Data valuation techniques often tell us how a relevant metric (e.g. test loss) would change if a data point (or groups of points) was missing/added/upweighted/downweighted. Data scaling tells us what would happen is our training data size was 10x-ed or 1/10. Data selection tries to tell us which data points we should pick from a given set. Data poisoning tells us what will happen when data is manipulated. Algorithmic collective action is focused on strategic behaviour by people that cause data to change. And some privacy concepts like differential privacy and data-centric ML concepts like augmentation involve intentionally modifying data to promote some outcome (more privacy, better performance).

A key distinction runs through this space. Some techniques explore counterfactual choices over the data that already exist -- choosing subsets, reweighting, making synthetic perturbations. Others try to act on, or incentivize, people so that the world itself changes. The latter camp manufactures real counterfactuals. In both cases the we can explore potential impact in the same way: by comparing two different "worlds" that differ in their data.

Here's the idea: Imagine enumerating every possible training set as the rows of a grid and every possible evaluation set as the columns. To make this tractable for a toy visualization, as we'll see below, perhaps just start by imagining we have 4 observations or 4 big groups of observation, A, B, C, and D. Each cell stores the performance you would observe if you trained on that row and tested on that column. We could use many different evaluation metrics to add a third dimension. This giant matrix is the full landscape of data counterfactuals.

If we see the space this way, a lot of ideas fall into place as even more clearly related to each other:

Observation- and group-level values, Shapley values, Beta Shapley, and related notions are all aggregations over carefully chosen slices of that grid.
We can understand what any valuation method is "really doing" by tracing how it walks the grid, which makes it easier to relate Beta Shapley, vanilla Shapley, leave-one-out, etc.
Data scaling laws become simple regressions on the averages across the rows grouped by size
Data selection and data leverage interventions—data strikes, boycotts, targeted contributions—are paths that move us to different rows and therefore different outcomes.

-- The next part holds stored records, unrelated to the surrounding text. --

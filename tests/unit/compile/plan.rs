use super::*;
use kurbo::Shape as _;

use crate::foundation::core::Vec2;
use crate::scene::model::LayerRole;

fn scene(children: Vec<Node>) -> Scene {
    Scene {
        canvas: Canvas {
            width: 100,
            height: 80,
        },
        root: Node::group(LayerRole::Root, children),
    }
}

fn square() -> Shape {
    Shape::rect(Rect::new(10.0, 10.0, 50.0, 50.0))
}

fn kinds(plan: &RenderPlan) -> Vec<&'static str> {
    plan.passes
        .iter()
        .map(|p| match p {
            Pass::Scene(_) => "scene",
            Pass::Offscreen(_) => "offscreen",
            Pass::MaskGen(_) => "mask",
            Pass::Composite(_) => "composite",
        })
        .collect()
}

#[test]
fn empty_scene_only_declares_the_final_surface() {
    let plan = compile_scene(&scene(vec![]));
    assert_eq!(plan.surfaces.len(), 1);
    assert!(plan.passes.is_empty());
    assert_eq!(plan.final_surface, SurfaceId(0));
    assert_eq!(plan.surfaces[0].width, 100);
    assert_eq!(plan.surfaces[0].height, 80);
}

#[test]
fn consecutive_fills_share_one_scene_pass() {
    let plan = compile_scene(&scene(vec![
        Node::fill(square(), Paint::Solid(Color::WHITE)),
        Node::fill(square(), Paint::Solid(Color::BLACK)),
    ]));
    assert_eq!(kinds(&plan), vec!["scene", "composite"]);
    let Pass::Scene(p) = &plan.passes[0] else {
        panic!("expected scene pass");
    };
    assert_eq!(p.ops.len(), 2);
}

#[test]
fn clipped_group_is_masked_into_its_parent() {
    let plan = compile_scene(&scene(vec![Node::clipped(
        LayerRole::Window,
        square(),
        vec![Node::fill(square(), Paint::Solid(Color::WHITE))],
    )]));
    assert_eq!(kinds(&plan), vec!["scene", "composite", "mask", "composite"]);
    let Pass::Composite(last) = plan.passes.last().unwrap() else {
        panic!("expected composite");
    };
    assert_eq!(last.target, SurfaceId(0));
    assert!(matches!(last.ops[0], CompositeOp::MaskedOver { .. }));
}

#[test]
fn shadow_is_drawn_blurred_and_composited() {
    let plan = compile_scene(&scene(vec![Node::Shadow {
        shape: square(),
        color: Color::BLACK.with_alpha(0.3),
        blur_radius: 22.0,
        offset: Vec2::new(0.0, 12.0),
    }]));
    assert_eq!(kinds(&plan), vec!["scene", "offscreen", "mask", "composite"]);
    let Pass::Offscreen(blur) = &plan.passes[1] else {
        panic!("expected offscreen");
    };
    assert_eq!(
        blur.fx,
        PassFx::Blur {
            radius_px: 22,
            sigma: 11.0
        }
    );
    let Pass::Scene(shape) = &plan.passes[0] else {
        panic!("expected scene");
    };
    let DrawOp::FillPath { transform, .. } = &shape.ops[0] else {
        panic!("expected fill");
    };
    assert_eq!(transform.translation(), Vec2::new(10.0, 22.0));
}

#[test]
fn shadow_is_cut_out_of_its_caster() {
    let plan = compile_scene(&scene(vec![Node::Shadow {
        shape: square(),
        color: Color::BLACK,
        blur_radius: 8.0,
        offset: Vec2::new(0.0, 4.0),
    }]));
    let Pass::MaskGen(caster) = &plan.passes[2] else {
        panic!("expected mask");
    };
    assert_eq!(caster.path.bounding_box(), square().rect);
    let Pass::Composite(comp) = &plan.passes[3] else {
        panic!("expected composite");
    };
    assert_eq!(comp.target, SurfaceId(0));
    assert!(matches!(
        comp.ops[0],
        CompositeOp::MaskedOut { mask, .. } if mask == caster.output
    ));
}

#[test]
fn backdrop_inside_clip_samples_the_parent_target() {
    let plan = compile_scene(&scene(vec![
        Node::fill(square(), Paint::Solid(Color::WHITE)),
        Node::clipped(
            LayerRole::Window,
            square(),
            vec![Node::Backdrop {
                shape: square(),
                blur_radius: 18.0,
                tint: Color::WHITE.with_alpha(0.5),
            }],
        ),
    ]));
    let blur = plan
        .passes
        .iter()
        .find_map(|p| match p {
            Pass::Offscreen(o) => Some(o),
            _ => None,
        })
        .unwrap();
    assert_eq!(blur.input, SurfaceId(0));
    assert_ne!(blur.output, SurfaceId(0));
    // Wallpaper is flushed into the root before the backdrop samples it.
    assert_eq!(kinds(&plan)[..2], ["scene", "composite"]);
}

#[test]
fn transparent_backdrop_tint_adds_no_fill() {
    let plan = compile_scene(&scene(vec![Node::Backdrop {
        shape: square(),
        blur_radius: 4.0,
        tint: Color::TRANSPARENT,
    }]));
    assert_eq!(kinds(&plan), vec!["offscreen", "mask", "composite"]);
}

#[test]
fn gradient_paint_is_sized_to_the_shape() {
    let shape = Shape::rect(Rect::new(0.0, 0.0, 40.5, 20.0));
    let plan = compile_scene(&scene(vec![Node::fill(
        shape,
        Paint::diagonal([Color::WHITE, Color::BLACK]),
    )]));
    let Pass::Scene(p) = &plan.passes[0] else {
        panic!("expected scene");
    };
    let DrawOp::FillPath {
        paint: PlanPaint::Gradient(g),
        ..
    } = &p.ops[0]
    else {
        panic!("expected gradient fill");
    };
    assert_eq!((g.width, g.height), (41, 20));
    assert_eq!(g.stops[0], [255, 255, 255, 255]);
}

#[test]
fn blank_labels_are_skipped() {
    let plan = compile_scene(&scene(vec![Node::Label {
        text: "  ".into(),
        center: Point::new(10.0, 10.0),
        font_size: 13.0,
        color: Color::BLACK,
    }]));
    assert!(plan.passes.is_empty());
}

#[test]
fn blur_fx_rounds_radius_up() {
    assert_eq!(
        PassFx::blur(2.2),
        PassFx::Blur {
            radius_px: 3,
            sigma: 1.5
        }
    );
    assert_eq!(
        PassFx::blur(-1.0),
        PassFx::Blur {
            radius_px: 0,
            sigma: 0.5
        }
    );
}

Critically, any strategic behavior by data creators (strike, contribution campaign, etc.) can be understood as movement within this grid. Similarly, strategic behavior by data consumers (selection, weighting, etc.) is also movement within this grid.

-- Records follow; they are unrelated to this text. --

use std::path::{Path, PathBuf};

use anyhow::Context as _;
use clap::{Parser, Subcommand};
use tracing_subscriber::EnvFilter;

use chromeshot::{Appearance, Canvas, ChromeConfig, RenderSettings, WallpaperGenerator, WallpaperStyle};

#[derive(Parser, Debug)]
#[command(name = "chromeshot", version)]
struct Cli {
    #[command(subcommand)]
    cmd: Command,
}

#[derive(Subcommand, Debug)]
enum Command {
    /// Compose and render a configured window as a PNG.
    Frame(FrameArgs),
    /// Render a standalone wallpaper as a PNG.
    Wallpaper(WallpaperArgs),
    /// Print the palette for a wallpaper style as JSON.
    Palette(PaletteArgs),
}

#[derive(Parser, Debug)]
struct FrameArgs {
    /// Window configuration JSON.
    #[arg(long)]
    config: PathBuf,

    /// Output PNG path.
    #[arg(long)]
    out: PathBuf,
}

#[derive(Parser, Debug)]
struct WallpaperArgs {
    /// ocean, sunset, meadow, solid or high_contrast.
    #[arg(long, value_parser = parse_enum::<WallpaperStyle>)]
    style: WallpaperStyle,

    /// Pin the appearance; unset follows `--ambient`.
    #[arg(long, value_parser = parse_enum::<Appearance>)]
    appearance: Option<Appearance>,

    #[arg(long, value_parser = parse_enum::<Appearance>, default_value = "light")]
    ambient: Appearance,

    #[arg(long, default_value_t = 1280)]
    width: u32,

    #[arg(long, default_value_t = 800)]
    height: u32,

    /// Output PNG path.
    #[arg(long)]
    out: PathBuf,
}

#[derive(Parser, Debug)]
struct PaletteArgs {
    #[arg(long, value_parser = parse_enum::<WallpaperStyle>)]
    style: WallpaperStyle,

    #[arg(long, value_parser = parse_enum::<Appearance>, default_value = "light")]
    appearance: Appearance,
}

/// Accept the same snake_case names the JSON configuration uses.
fn parse_enum<T: serde::de::DeserializeOwned>(s: &str) -> Result<T, String> {
    serde_json::from_value(serde_json::Value::String(s.trim().to_ascii_lowercase()))
        .map_err(|e| format!("'{s}': {e}"))
}

fn main() -> anyhow::Result<()> {
    tracing_subscriber::fmt()
        .with_env_filter(EnvFilter::from_default_env())
        .with_writer(std::io::stderr)
        .init();

    let cli = Cli::parse();
    match cli.cmd {
        Command::Frame(args) => cmd_frame(args),
        Command::Wallpaper(args) => cmd_wallpaper(args),
        Command::Palette(args) => cmd_palette(args),
    }
}

fn cmd_frame(args: FrameArgs) -> anyhow::Result<()> {
    let cfg = ChromeConfig::load(&args.config)
        .with_context(|| format!("load config '{}'", args.config.display()))?;
    let assets_root = args.config.parent().unwrap_or_else(|| Path::new("."));
    let ambient = cfg.ambient;

    let chrome = cfg.into_chrome(assets_root)?;
    let frame = chrome
        .render(ambient, &RenderSettings::default())
        .context("render window")?;

    frame
        .save_png(&args.out)
        .with_context(|| format!("write png '{}'", args.out.display()))?;
    eprintln!("wrote {}", args.out.display());
    Ok(())
}

fn cmd_wallpaper(args: WallpaperArgs) -> anyhow::Result<()> {
    anyhow::ensure!(
        args.width > 0 && args.height > 0,
        "wallpaper size must be non-zero, got {}x{}",
        args.width,
        args.height
    );
    let canvas = Canvas {
        width: args.width,
        height: args.height,
    };
    let frame = WallpaperGenerator::new(args.style)
        .override_appearance(args.appearance)
        .render_frame(canvas, args.ambient, &RenderSettings::default())
        .context("render wallpaper")?;

    frame
        .save_png(&args.out)
        .with_context(|| format!("write png '{}'", args.out.display()))?;
    eprintln!("wrote {}", args.out.display());
    Ok(())
}

fn cmd_palette(args: PaletteArgs) -> anyhow::Result<()> {
    let pal = chromeshot::palette(args.style, args.appearance);
    let json = serde_json::to_string_pretty(&pal).context("serialize palette")?;
    println!("{json}");
    Ok(())
}
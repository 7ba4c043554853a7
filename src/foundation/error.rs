/// Convenience result type used across chromeshot.
pub type ChromeResult<T> = Result<T, ChromeError>;

/// Top-level error taxonomy for rasterization, configuration and IO.
///
/// Composing a scene never fails; only turning it into pixels or loading
/// configuration from disk can.
#[derive(thiserror::Error, Debug)]
pub enum ChromeError {
    /// Invalid user-provided data (sizes that cannot be rasterized, bad colors).
    #[error("validation error: {0}")]
    Validation(String),

    /// Errors while loading or interpreting a configuration document.
    #[error("config error: {0}")]
    Config(String),

    /// Errors while executing a render plan.
    #[error("render error: {0}")]
    Render(String),

    /// Errors when serializing or deserializing data structures.
    #[error("serialization error: {0}")]
    Serde(String),

    /// Wrapped lower-level error from dependencies or IO.
    #[error(transparent)]
    Other(#[from] anyhow::Error),
}

impl ChromeError {
    /// Build a [`ChromeError::Validation`] value.
    pub fn validation(msg: impl Into<String>) -> Self {
        Self::Validation(msg.into())
    }

    /// Build a [`ChromeError::Config`] value.
    pub fn config(msg: impl Into<String>) -> Self {
        Self::Config(msg.into())
    }

    /// Build a [`ChromeError::Render`] value.
    pub fn render(msg: impl Into<String>) -> Self {
        Self::Render(msg.into())
    }

    /// Build a [`ChromeError::Serde`] value.
    pub fn serde(msg: impl Into<String>) -> Self {
        Self::Serde(msg.into())
    }
}

#[cfg(test)]
#[path = "../../tests/unit/foundation/error.rs"]
mod tests;
pub(crate) mod color;
pub(crate) mod core;
pub(crate) mod error;
pub(crate) mod math;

Data strikes lower performance by nudging AI operators toward less favorable rows. Data poisoning does the same (although to tell the full story of data poisoning we need a much, much bigger grid to account for all possible poisoning perturbations, i.e. an explosion of possible worlds).

This same view also clarifies how strikes or poisoning impact evaluation, which runs into the "unknown unknowns" problem in ML evaluation writ large. If we only evaluate on a few slices of the columns, we may miss important shifts in performance that occur on other slices. This is especially true if the data change is strategic, i.e. if data creators are trying to influence outcomes in a way that evades detection.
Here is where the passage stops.